EC2OperationsAWS

AWS EC2 vCPU Limits: Managing the Instance Ceiling That Catches Teams Off Guard

Viktor B.

Co-founder & CEO · November 28, 2025 · 7 min read

EC2 vCPU limits are the most commonly encountered quota constraint for teams scaling AWS workloads. Unlike earlier instance count limits, AWS moved to a vCPU-based model where the limit applies to total vCPUs consumed within an instance family bucket, not the number of instances. This makes the limit more predictable in some ways but creates new footguns: launching one c5.24xlarge (96 vCPUs) can consume the same quota as 12 c5.2xlarges (8 vCPUs each), so the mix of instance sizes matters as much as the count.

The failure mode when limits are exceeded is a VcpuLimitExceeded error from the RunInstances API. In auto scaling scenarios, the Auto Scaling group quietly fails to add capacity, the application becomes overloaded, and nothing obviously points to a quota limit as the cause. The investigation usually starts with "why isn't auto scaling working?" before landing on the quota issue.

How vCPU Limits Are Structured

EC2 instance types are grouped into families, and vCPU limits apply per family. The main buckets are:

  • Standard instances (A, C, D, H, I, M, R, T, Z families): The largest bucket, covering general-purpose and compute-optimized instances. Default limit is typically 32 vCPUs in new accounts and increases with AWS account age and usage history.
  • High Memory instances (U family): Separate quota for the very large memory instances.
  • GPU instances (P, G, Inf families): Separate quotas per GPU family, with lower default limits reflecting the specialized nature and higher cost of GPU instances.
  • Spot instances: Spot usage has its own separate vCPU quota, separate from On-Demand.

Limits are per-region. The vCPU limit in us-east-1 is independent of the limit in eu-west-1. Multi-region architectures need quota planning for each region independently.
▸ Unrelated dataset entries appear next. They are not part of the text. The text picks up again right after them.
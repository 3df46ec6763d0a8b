//! Entities shared between the storage backends and the service layer.

use time::OffsetDateTime;

use crate::state::phase::MatchPhase;

/// A tracked match as stored in persistence.
#[derive(Debug, Clone, PartialEq)]
pub struct MatchRecord {
    /// Stable integer identifier allocated by the store.
    pub id: i64,
    /// Sport discipline (free-form, non-empty).
    pub sport: String,
    /// Home team display name.
    pub home_team: String,
    /// Away team display name.
    pub away_team: String,
    /// Persisted lifecycle phase.
    pub status: MatchPhase,
    /// Scheduled start of the match window.
    pub start_time: OffsetDateTime,
    /// Scheduled end of the match window.
    pub end_time: OffsetDateTime,
    /// Current home team score.
    pub home_score: i32,
    /// Current away team score.
    pub away_score: i32,
    /// Creation timestamp.
    pub created_at: OffsetDateTime,
}

/// Fields required to create a match.
#[derive(Debug, Clone)]
pub struct NewMatch {
    /// Sport discipline.
    pub sport: String,
    /// Home team display name.
    pub home_team: String,
    /// Away team display name.
    pub away_team: String,
    /// Initial phase, derived from the window at creation time.
    pub status: MatchPhase,
    /// Scheduled start of the match window.
    pub start_time: OffsetDateTime,
    /// Scheduled end of the match window.
    pub end_time: OffsetDateTime,
    /// Initial home team score.
    pub home_score: i32,
    /// Initial away team score.
    pub away_score: i32,
}

/// Partial update applied to a stored match. Unset fields are left untouched.
#[derive(Debug, Clone, Default)]
pub struct MatchPatch {
    /// New sport discipline.
    pub sport: Option<String>,
    /// New home team display name.
    pub home_team: Option<String>,
    /// New away team display name.
    pub away_team: Option<String>,
    /// New lifecycle phase.
    pub status: Option<MatchPhase>,
    /// New start of the match window.
    pub start_time: Option<OffsetDateTime>,
    /// New end of the match window.
    pub end_time: Option<OffsetDateTime>,
}

/// A commentary entry attached to a match.
#[derive(Debug, Clone, PartialEq)]
pub struct CommentaryRecord {
    /// Stable integer identifier allocated by the store.
    pub id: i64,
    /// Identifier of the match this entry belongs to.
    pub match_id: i64,
    /// Minute of play the entry refers to.
    pub minute: Option<i32>,
    /// Ordering hint within a minute.
    pub sequence: Option<i32>,
    /// Period of play (e.g. "1st half").
    pub period: Option<String>,
    /// Kind of event (goal, card, substitution, ...).
    pub event_type: Option<String>,
    /// Player or official the entry is about.
    pub actor: Option<String>,
    /// Team the entry is about.
    pub team: Option<String>,
    /// Commentary text.
    pub message: String,
    /// Free-form structured payload attached by the writer.
    pub metadata: Option<serde_json::Value>,
    /// Free-form tags.
    pub tags: Option<Vec<String>>,
    /// Creation timestamp.
    pub created_at: OffsetDateTime,
}

/// Fields required to create a commentary entry.
#[derive(Debug, Clone)]
pub struct NewCommentary {
    /// Identifier of the match this entry belongs to.
    pub match_id: i64,
    /// Minute of play the entry refers to.
    pub minute: Option<i32>,
    /// Ordering hint within a minute.
    pub sequence: Option<i32>,
    /// Period of play.
    pub period: Option<String>,
    /// Kind of event.
    pub event_type: Option<String>,
    /// Player or official the entry is about.
    pub actor: Option<String>,
    /// Team the entry is about.
    pub team: Option<String>,
    /// Commentary text.
    pub message: String,
    /// Free-form structured payload.
    pub metadata: Option<serde_json::Value>,
    /// Free-form tags.
    pub tags: Option<Vec<String>>,
}
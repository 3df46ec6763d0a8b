//! Error surface of the MongoDB match store.

use mongodb::error::Error as MongoError;
use thiserror::Error;

/// Result alias for MongoDB store operations.
pub type MongoResult<T> = std::result::Result<T, MongoDaoError>;

/// Errors raised by the MongoDB match store.
#[derive(Debug, Error)]
pub enum MongoDaoError {
    /// The connection URI could not be parsed.
    #[error("failed to parse MongoDB connection URI `{uri}`")]
    InvalidUri {
        /// The offending URI.
        uri: String,
        /// Driver error.
        #[source]
        source: MongoError,
    },
    /// The client could not be built from the parsed options.
    #[error("failed to build MongoDB client from options")]
    ClientConstruction {
        /// Driver error.
        #[source]
        source: MongoError,
    },
    /// The initial connection ping kept failing.
    #[error("MongoDB ping failed during initial connection after {attempts} attempt(s)")]
    InitialPing {
        /// How many pings were attempted.
        attempts: u32,
        /// Driver error.
        #[source]
        source: MongoError,
    },
    /// A health-check ping failed.
    #[error("MongoDB ping health check failed")]
    HealthPing {
        /// Driver error.
        #[source]
        source: MongoError,
    },
    /// Creating an index failed.
    #[error("failed to ensure index `{index}` on collection `{collection}`")]
    EnsureIndex {
        /// Collection the index belongs to.
        collection: &'static str,
        /// Index key description.
        index: &'static str,
        /// Driver error.
        #[source]
        source: MongoError,
    },
    /// The id counter could not be advanced.
    #[error("failed to allocate next id from counter `{counter}`")]
    AllocateId {
        /// Counter document name.
        counter: &'static str,
        /// Driver error.
        #[source]
        source: MongoError,
    },
    /// A match row could not be written.
    #[error("failed to save match `{id}`")]
    SaveMatch {
        /// Match identifier.
        id: i64,
        /// Driver error.
        #[source]
        source: MongoError,
    },
    /// A match row could not be read.
    #[error("failed to load match `{id}`")]
    LoadMatch {
        /// Match identifier.
        id: i64,
        /// Driver error.
        #[source]
        source: MongoError,
    },
    /// The match listing query failed.
    #[error("failed to list matches")]
    ListMatches {
        /// Driver error.
        #[source]
        source: MongoError,
    },
    /// A commentary row could not be written.
    #[error("failed to save commentary for match `{match_id}`")]
    SaveCommentary {
        /// Match the entry belongs to.
        match_id: i64,
        /// Driver error.
        #[source]
        source: MongoError,
    },
    /// The commentary listing query failed.
    #[error("failed to list commentary for match `{match_id}`")]
    ListCommentary {
        /// Match the listing was scoped to.
        match_id: i64,
        /// Driver error.
        #[source]
        source: MongoError,
    },
    /// A commentary row could not be deleted.
    #[error("failed to delete commentary `{id}`")]
    DeleteCommentary {
        /// Commentary identifier.
        id: i64,
        /// Driver error.
        #[source]
        source: MongoError,
    },
}
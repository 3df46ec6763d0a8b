//! Initial connection establishment with bounded retries.

use std::time::Duration;

use mongodb::{Client, Database, bson::doc, options::ClientOptions};
use tokio::time::sleep;

use super::error::{MongoDaoError, MongoResult};

struct RetryPolicy;

impl RetryPolicy {
    const MAX_ATTEMPTS: u32 = 10;
    const INITIAL_DELAY_MS: u64 = 250;

    fn initial_delay() -> Duration {
        Duration::from_millis(Self::INITIAL_DELAY_MS)
    }

    fn next_delay(current: Duration) -> Duration {
        (current * 2).min(Duration::from_secs(5))
    }
}

pub async fn establish_connection(
    options: &ClientOptions,
    database_name: &str,
) -> MongoResult<(Client, Database)> {
    let client = Client::with_options(options.clone())
        .map_err(|source| MongoDaoError::ClientConstruction { source })?;
    let database = client.database(database_name);

    let mut attempts = 0;
    let mut delay = RetryPolicy::initial_delay();

    loop {
        match database.run_command(doc! { "ping": 1 }).await {
            Ok(_) => break,
            Err(err) => {
                attempts += 1;
                if attempts >= RetryPolicy::MAX_ATTEMPTS {
                    return Err(MongoDaoError::InitialPing {
                        attempts,
                        source: err,
                    });
                }
                sleep(delay).await;
                delay = RetryPolicy::next_delay(delay);
            }
        }
    }

    Ok((client, database))
}
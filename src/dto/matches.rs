//! Request and response shapes for match endpoints.

use serde::{Deserialize, Serialize};
use serde_with::{DisplayFromStr, PickFirst, serde_as};
use time::{OffsetDateTime, format_description::well_known::Rfc3339};
use utoipa::{IntoParams, ToSchema};
use validator::{Validate, ValidationError};

use crate::{
    dao::models::MatchRecord,
    dto::{format_timestamp, validation::validate_rfc3339},
    state::phase::MatchPhase,
};

/// Payload used to create a new match.
#[serde_as]
#[derive(Debug, Deserialize, ToSchema, Validate)]
#[serde(rename_all = "camelCase")]
#[validate(schema(function = validate_match_window))]
pub struct CreateMatchRequest {
    /// Sport discipline.
    #[validate(length(min = 1, message = "sport must not be empty"))]
    pub sport: String,
    /// Home team display name.
    #[validate(length(min = 1, message = "homeTeam must not be empty"))]
    pub home_team: String,
    /// Away team display name.
    #[validate(length(min = 1, message = "awayTeam must not be empty"))]
    pub away_team: String,
    /// Scheduled start as an RFC 3339 instant.
    #[validate(custom(function = validate_rfc3339))]
    pub start_time: String,
    /// Scheduled end as an RFC 3339 instant, strictly after the start.
    #[validate(custom(function = validate_rfc3339))]
    pub end_time: String,
    /// Optional initial home score (number or numeric string).
    #[serde(default)]
    #[serde_as(as = "Option<PickFirst<(_, DisplayFromStr)>>")]
    #[validate(range(min = 0))]
    #[schema(value_type = Option<i32>)]
    pub home_score: Option<i32>,
    /// Optional initial away score (number or numeric string).
    #[serde(default)]
    #[serde_as(as = "Option<PickFirst<(_, DisplayFromStr)>>")]
    #[validate(range(min = 0))]
    #[schema(value_type = Option<i32>)]
    pub away_score: Option<i32>,
}

impl CreateMatchRequest {
    /// Parsed match window, when both instants are valid.
    pub fn window(&self) -> Option<(OffsetDateTime, OffsetDateTime)> {
        let start = OffsetDateTime::parse(&self.start_time, &Rfc3339).ok()?;
        let end = OffsetDateTime::parse(&self.end_time, &Rfc3339).ok()?;
        Some((start, end))
    }
}

/// Ensure the end of the window lies strictly after its start.
fn validate_match_window(request: &CreateMatchRequest) -> Result<(), ValidationError> {
    // Unparseable instants are already reported by the per-field rules.
    let Some((start, end)) = request.window() else {
        return Ok(());
    };

    if end <= start {
        let mut err = ValidationError::new("match_window");
        err.message = Some("endTime must be after startTime".into());
        return Err(err);
    }

    Ok(())
}

/// Partial update applied to an existing match.
#[derive(Debug, Deserialize, ToSchema, Validate)]
#[serde(rename_all = "camelCase")]
#[validate(schema(function = validate_update_has_fields))]
pub struct UpdateMatchRequest {
    /// New sport discipline.
    #[validate(length(min = 1, message = "sport must not be empty"))]
    pub sport: Option<String>,
    /// New home team display name.
    #[validate(length(min = 1, message = "homeTeam must not be empty"))]
    pub home_team: Option<String>,
    /// New away team display name.
    #[validate(length(min = 1, message = "awayTeam must not be empty"))]
    pub away_team: Option<String>,
    /// New start of the match window, as an RFC 3339 instant.
    #[validate(custom(function = validate_rfc3339))]
    pub start_time: Option<String>,
    /// New end of the match window, as an RFC 3339 instant.
    #[validate(custom(function = validate_rfc3339))]
    pub end_time: Option<String>,
    /// Explicit lifecycle phase override.
    pub status: Option<MatchPhase>,
}

impl UpdateMatchRequest {
    /// Whether any field is present.
    pub fn is_empty(&self) -> bool {
        self.sport.is_none()
            && self.home_team.is_none()
            && self.away_team.is_none()
            && self.start_time.is_none()
            && self.end_time.is_none()
            && self.status.is_none()
    }
}

/// Reject updates that carry no fields at all.
fn validate_update_has_fields(request: &UpdateMatchRequest) -> Result<(), ValidationError> {
    if request.is_empty() {
        let mut err = ValidationError::new("empty_update");
        err.message = Some("at least one field must be provided".into());
        return Err(err);
    }

    Ok(())
}

/// Payload used to replace both scores of a match.
#[serde_as]
#[derive(Debug, Deserialize, ToSchema, Validate)]
#[serde(rename_all = "camelCase")]
pub struct UpdateScoreRequest {
    /// New home team score (number or numeric string).
    #[serde_as(as = "PickFirst<(_, DisplayFromStr)>")]
    #[validate(range(min = 0))]
    #[schema(value_type = i32)]
    pub home_score: i32,
    /// New away team score (number or numeric string).
    #[serde_as(as = "PickFirst<(_, DisplayFromStr)>")]
    #[validate(range(min = 0))]
    #[schema(value_type = i32)]
    pub away_score: i32,
}

/// Query parameters accepted when listing matches.
#[derive(Debug, Default, Deserialize, IntoParams, Validate)]
#[serde(rename_all = "camelCase")]
pub struct ListMatchesQuery {
    /// Maximum number of rows returned.
    #[validate(range(min = 1, max = 100))]
    pub limit: Option<i64>,
}

/// A match as returned to clients and carried by broadcast events.
#[derive(Debug, Clone, Serialize, ToSchema)]
#[serde(rename_all = "camelCase")]
pub struct MatchSummary {
    /// Stable match identifier.
    pub id: i64,
    /// Sport discipline.
    pub sport: String,
    /// Home team display name.
    pub home_team: String,
    /// Away team display name.
    pub away_team: String,
    /// Current lifecycle phase.
    pub status: MatchPhase,
    /// Scheduled start, RFC 3339.
    pub start_time: String,
    /// Scheduled end, RFC 3339.
    pub end_time: String,
    /// Current home team score.
    pub home_score: i32,
    /// Current away team score.
    pub away_score: i32,
    /// Creation timestamp, RFC 3339.
    pub created_at: String,
}

impl From<MatchRecord> for MatchSummary {
    fn from(value: MatchRecord) -> Self {
        Self {
            id: value.id,
            sport: value.sport,
            home_team: value.home_team,
            away_team: value.away_team,
            status: value.status,
            start_time: format_timestamp(value.start_time),
            end_time: format_timestamp(value.end_time),
            home_score: value.home_score,
            away_score: value.away_score,
            created_at: format_timestamp(value.created_at),
        }
    }
}

#[cfg(test)]
mod tests {
    use super::*;

    fn valid_payload() -> serde_json::Value {
        serde_json::json!({
            "sport": "football",
            "homeTeam": "Team A",
            "awayTeam": "Team B",
            "startTime": "2026-03-01T12:00:00Z",
            "endTime": "2026-03-01T14:00:00Z",
        })
    }

    fn parse(value: serde_json::Value) -> CreateMatchRequest {
        serde_json::from_value(value).unwrap()
    }

    #[test]
    fn accepts_valid_match_data() {
        assert!(parse(valid_payload()).validate().is_ok());
    }

    #[test]
    fn accepts_scores_as_numbers_or_numeric_strings() {
        let mut payload = valid_payload();
        payload["homeScore"] = serde_json::json!(2);
        payload["awayScore"] = serde_json::json!("1");

        let request = parse(payload);
        assert_eq!(request.home_score, Some(2));
        assert_eq!(request.away_score, Some(1));
        assert!(request.validate().is_ok());
    }

    #[test]
    fn rejects_empty_sport() {
        let mut payload = valid_payload();
        payload["sport"] = serde_json::json!("");
        assert!(parse(payload).validate().is_err());
    }

    #[test]
    fn rejects_invalid_start_instant() {
        let mut payload = valid_payload();
        payload["startTime"] = serde_json::json!("not-a-date");
        assert!(parse(payload).validate().is_err());
    }

    #[test]
    fn rejects_window_ending_before_it_starts() {
        let mut payload = valid_payload();
        payload["startTime"] = serde_json::json!("2026-03-01T14:00:00Z");
        payload["endTime"] = serde_json::json!("2026-03-01T12:00:00Z");
        assert!(parse(payload).validate().is_err());
    }

    #[test]
    fn rejects_zero_length_window() {
        let mut payload = valid_payload();
        payload["endTime"] = payload["startTime"].clone();
        assert!(parse(payload).validate().is_err());
    }

    #[test]
    fn rejects_negative_scores() {
        let mut payload = valid_payload();
        payload["homeScore"] = serde_json::json!(-1);
        assert!(parse(payload).validate().is_err());
    }

    #[test]
    fn update_requires_at_least_one_field() {
        let empty: UpdateMatchRequest = serde_json::from_value(serde_json::json!({})).unwrap();
        assert!(empty.validate().is_err());

        let named: UpdateMatchRequest =
            serde_json::from_value(serde_json::json!({"sport": "rugby"})).unwrap();
        assert!(named.validate().is_ok());
    }
}
//! Match lifecycle phase and the pure resolver deriving it from wall-clock time.

use serde::{Deserialize, Serialize};
use time::{OffsetDateTime, format_description::well_known::Rfc3339};
use utoipa::ToSchema;

/// Lifecycle phase of a match, derived from its scheduled window.
///
/// Phases are totally ordered in time (`scheduled → live → finished`) and
/// `Finished` is absorbing: the status sync job never re-evaluates a match
/// once it reaches it.
#[derive(Debug, Clone, Copy, PartialEq, Eq, Serialize, Deserialize, ToSchema)]
#[serde(rename_all = "lowercase")]
pub enum MatchPhase {
    /// The match has not started yet.
    Scheduled,
    /// The match is currently in progress.
    Live,
    /// The match window has elapsed.
    Finished,
}

impl MatchPhase {
    /// Canonical lowercase string form, matching the wire and storage format.
    pub fn as_str(&self) -> &'static str {
        match self {
            MatchPhase::Scheduled => "scheduled",
            MatchPhase::Live => "live",
            MatchPhase::Finished => "finished",
        }
    }
}

impl std::fmt::Display for MatchPhase {
    fn fmt(&self, f: &mut std::fmt::Formatter<'_>) -> std::fmt::Result {
        f.write_str(self.as_str())
    }
}

/// Derive the phase of a match from its window and a reference instant.
///
/// The end boundary is inclusive: a match whose `end` equals `now` is
/// already finished.
pub fn resolve_phase(start: OffsetDateTime, end: OffsetDateTime, now: OffsetDateTime) -> MatchPhase {
    if now < start {
        MatchPhase::Scheduled
    } else if now < end {
        MatchPhase::Live
    } else {
        MatchPhase::Finished
    }
}

/// Derive the phase from raw RFC 3339 strings.
///
/// Returns `None` when either instant cannot be parsed, independent of the
/// other value. Used by the write path, which receives the window as request
/// strings; the status sync job works on already-typed instants via
/// [`resolve_phase`].
pub fn resolve_phase_str(start: &str, end: &str, now: OffsetDateTime) -> Option<MatchPhase> {
    let start = OffsetDateTime::parse(start, &Rfc3339).ok()?;
    let end = OffsetDateTime::parse(end, &Rfc3339).ok()?;
    Some(resolve_phase(start, end, now))
}

#[cfg(test)]
mod tests {
    use time::macros::datetime;

    use super::*;

    const PAST: &str = "2020-01-01T00:00:00Z";
    const FUTURE: &str = "2030-01-01T00:00:00Z";
    const FAR_FUTURE: &str = "2035-01-01T00:00:00Z";

    fn reference_now() -> OffsetDateTime {
        datetime!(2025-06-01 00:00:00 UTC)
    }

    #[test]
    fn scheduled_when_now_is_before_start() {
        assert_eq!(
            resolve_phase_str(FUTURE, FAR_FUTURE, reference_now()),
            Some(MatchPhase::Scheduled)
        );
    }

    #[test]
    fn live_when_now_is_inside_the_window() {
        assert_eq!(
            resolve_phase_str(PAST, FAR_FUTURE, reference_now()),
            Some(MatchPhase::Live)
        );
    }

    #[test]
    fn finished_when_now_is_after_end() {
        assert_eq!(
            resolve_phase_str(PAST, "2024-01-01T00:00:00Z", reference_now()),
            Some(MatchPhase::Finished)
        );
    }

    #[test]
    fn finished_when_now_equals_end() {
        let end = datetime!(2025-06-01 00:00:00 UTC);
        assert_eq!(
            resolve_phase(datetime!(2020-01-01 00:00:00 UTC), end, end),
            MatchPhase::Finished
        );
    }

    #[test]
    fn live_when_now_equals_start() {
        let start = reference_now();
        assert_eq!(
            resolve_phase(start, datetime!(2035-01-01 00:00:00 UTC), start),
            MatchPhase::Live
        );
    }

    #[test]
    fn invalid_start_yields_none() {
        assert_eq!(resolve_phase_str("not-a-date", FUTURE, reference_now()), None);
    }

    #[test]
    fn invalid_end_yields_none() {
        assert_eq!(resolve_phase_str(PAST, "not-a-date", reference_now()), None);
    }

    #[test]
    fn both_invalid_yields_none() {
        assert_eq!(resolve_phase_str("bad", "bad", reference_now()), None);
    }

    #[test]
    fn phase_serializes_lowercase() {
        assert_eq!(
            serde_json::to_string(&MatchPhase::Scheduled).unwrap(),
            "\"scheduled\""
        );
        assert_eq!(
            serde_json::from_str::<MatchPhase>("\"finished\"").unwrap(),
            MatchPhase::Finished
        );
    }
}
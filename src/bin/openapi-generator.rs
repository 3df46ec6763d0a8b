//! Print the generated OpenAPI document to stdout.

use sportz_back::services::documentation::ApiDoc;
use utoipa::OpenApi;

fn main() {
    let doc = ApiDoc::openapi();
    println!("{}", doc.to_pretty_json().unwrap());
}
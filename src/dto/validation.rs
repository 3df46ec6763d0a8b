//! Validation helpers for DTOs.

use time::{OffsetDateTime, format_description::well_known::Rfc3339};
use validator::ValidationError;

/// Validates that a string parses as an RFC 3339 instant.
///
/// # Examples
///
/// ```ignore
/// validate_rfc3339("2026-03-01T12:00:00Z") // Ok
/// validate_rfc3339("not-a-date")           // Err
/// validate_rfc3339("")                     // Err
/// ```
pub fn validate_rfc3339(value: &str) -> Result<(), ValidationError> {
    if OffsetDateTime::parse(value, &Rfc3339).is_err() {
        let mut err = ValidationError::new("rfc3339");
        err.message = Some(format!("`{value}` is not a valid RFC 3339 instant").into());
        return Err(err);
    }

    Ok(())
}

#[cfg(test)]
mod tests {
    use super::*;

    #[test]
    fn accepts_valid_instants() {
        assert!(validate_rfc3339("2026-03-01T12:00:00Z").is_ok());
        assert!(validate_rfc3339("2026-03-01T12:00:00+02:00").is_ok());
        assert!(validate_rfc3339("2026-03-01T12:00:00.250Z").is_ok());
    }

    #[test]
    fn rejects_malformed_instants() {
        assert!(validate_rfc3339("").is_err());
        assert!(validate_rfc3339("not-a-date").is_err());
        assert!(validate_rfc3339("2026-03-01").is_err()); // date without time
        assert!(validate_rfc3339("2026-13-01T12:00:00Z").is_err()); // month 13
    }
}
Finding Your Current Limits and Utilization

Check current limits and utilization in three places:

Service Quotas console: Navigate to AWS Service Quotas → EC2. Search for "Running On-Demand" to find the vCPU quotas for each instance family. The console shows your current limit, whether an increase is in progress, and — for supported quotas — a link to the CloudWatch utilization metric.

CloudWatch metrics: The AWS/EC2 namespace includes vCPU utilization metrics per instance family. These metrics show current vCPU consumption as an absolute number, which you compare against your quota to calculate utilization percentage. Create a metric math expression dividing usage by limit to get a 0-100% utilization gauge.

EC2 console dashboard: The EC2 service dashboard shows a "Limits" section with current usage and limits for key resources including vCPUs. This is the quickest way to check current state manually.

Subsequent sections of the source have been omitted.